:: Supplied material ::
+ + + + +
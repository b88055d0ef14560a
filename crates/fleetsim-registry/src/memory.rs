//! In-memory device registry
//!
//! Backed by a `DashMap`, so provisioning tasks can hit it concurrently.

use crate::error::{RegistryError, Result};
use crate::registry::{DeviceRegistry, RegistryEntry, SymmetricKey, Tags, ANY_ETAG};
use async_trait::async_trait;
use dashmap::mapref::entry::Entry;
use dashmap::DashMap;
use rand::distributions::Alphanumeric;
use rand::Rng;
use std::sync::atomic::{AtomicU64, Ordering};
use tracing::debug;

/// Length of generated symmetric keys
const KEY_LENGTH: usize = 44;

/// In-memory device registry
pub struct MemoryRegistry {
    /// device id -> entry
    devices: DashMap<String, RegistryEntry>,
    /// Source of etag versions
    next_version: AtomicU64,
    /// Calls to `create` that registered a new device
    creates: AtomicU64,
    /// Calls to `get`
    gets: AtomicU64,
}

impl MemoryRegistry {
    /// Create an empty registry
    pub fn new() -> Self {
        Self {
            devices: DashMap::new(),
            next_version: AtomicU64::new(1),
            creates: AtomicU64::new(0),
            gets: AtomicU64::new(0),
        }
    }

    /// Number of registered devices
    pub fn len(&self) -> usize {
        self.devices.len()
    }

    pub fn is_empty(&self) -> bool {
        self.devices.is_empty()
    }

    /// Number of devices registered through `create`
    pub fn create_count(&self) -> u64 {
        self.creates.load(Ordering::Relaxed)
    }

    /// Number of `get` calls served
    pub fn get_count(&self) -> u64 {
        self.gets.load(Ordering::Relaxed)
    }

    /// Snapshot of one entry, without counting as a `get`
    pub fn entry(&self, device_id: &str) -> Option<RegistryEntry> {
        self.devices.get(device_id).map(|r| r.value().clone())
    }

    /// Sorted ids of every registered device
    pub fn device_ids(&self) -> Vec<String> {
        let mut ids: Vec<String> = self.devices.iter().map(|r| r.key().clone()).collect();
        ids.sort();
        ids
    }

    fn next_etag(&self) -> String {
        self.next_version.fetch_add(1, Ordering::Relaxed).to_string()
    }
}

impl Default for MemoryRegistry {
    fn default() -> Self {
        Self::new()
    }
}

fn generate_key() -> String {
    rand::thread_rng()
        .sample_iter(&Alphanumeric)
        .take(KEY_LENGTH)
        .map(char::from)
        .collect()
}

#[async_trait]
impl DeviceRegistry for MemoryRegistry {
    async fn get(&self, device_id: &str) -> Result<Option<RegistryEntry>> {
        self.gets.fetch_add(1, Ordering::Relaxed);
        Ok(self.devices.get(device_id).map(|r| r.value().clone()))
    }

    async fn create(&self, device_id: &str) -> Result<RegistryEntry> {
        if device_id.is_empty() {
            return Err(RegistryError::Rejected("empty device id".to_string()));
        }

        match self.devices.entry(device_id.to_string()) {
            Entry::Occupied(_) => Err(RegistryError::AlreadyExists(device_id.to_string())),
            Entry::Vacant(vacant) => {
                let entry = RegistryEntry {
                    device_id: device_id.to_string(),
                    authentication: SymmetricKey {
                        primary: generate_key(),
                        secondary: generate_key(),
                    },
                    tags: Tags::new(),
                    etag: self.next_etag(),
                };
                vacant.insert(entry.clone());
                self.creates.fetch_add(1, Ordering::Relaxed);
                debug!(device_id, "Registered device");
                Ok(entry)
            }
        }
    }

    async fn update_tags(&self, device_id: &str, tags: &Tags, etag: &str) -> Result<()> {
        let mut entry = self
            .devices
            .get_mut(device_id)
            .ok_or_else(|| RegistryError::NotFound(device_id.to_string()))?;

        if etag != ANY_ETAG && etag != entry.etag {
            return Err(RegistryError::PreconditionFailed {
                device_id: device_id.to_string(),
                expected: etag.to_string(),
                actual: entry.etag.clone(),
            });
        }

        entry
            .tags
            .extend(tags.iter().map(|(k, v)| (k.clone(), v.clone())));
        entry.etag = self.next_etag();
        Ok(())
    }

    async fn get_credential(&self, device_id: &str) -> Result<SymmetricKey> {
        self.devices
            .get(device_id)
            .map(|r| r.authentication.clone())
            .ok_or_else(|| RegistryError::NotFound(device_id.to_string()))
    }
}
+ + + + +
:: Exercise requirements ::
Set down again, word for word, the stretch of records from the line with "pub struct MemoryRegistry" to the line with "Snapshot of one", both of those lines included.

:: Problem solution ::
pub struct MemoryRegistry {
    /// device id -> entry
    devices: DashMap<String, RegistryEntry>,
    /// Source of etag versions
    next_version: AtomicU64,
    /// Calls to `create` that registered a new device
    creates: AtomicU64,
    /// Calls to `get`
    gets: AtomicU64,
}

impl MemoryRegistry {
    /// Create an empty registry
    pub fn new() -> Self {
        Self {
            devices: DashMap::new(),
            next_version: AtomicU64::new(1),
            creates: AtomicU64::new(0),
            gets: AtomicU64::new(0),
        }
    }

    /// Number of registered devices
    pub fn len(&self) -> usize {
        self.devices.len()
    }

    pub fn is_empty(&self) -> bool {
        self.devices.is_empty()
    }

    /// Number of devices registered through `create`
    pub fn create_count(&self) -> u64 {
        self.creates.load(Ordering::Relaxed)
    }

    /// Number of `get` calls served
    pub fn get_count(&self) -> u64 {
        self.gets.load(Ordering::Relaxed)
    }

    /// Snapshot of one entry, without counting as a `get`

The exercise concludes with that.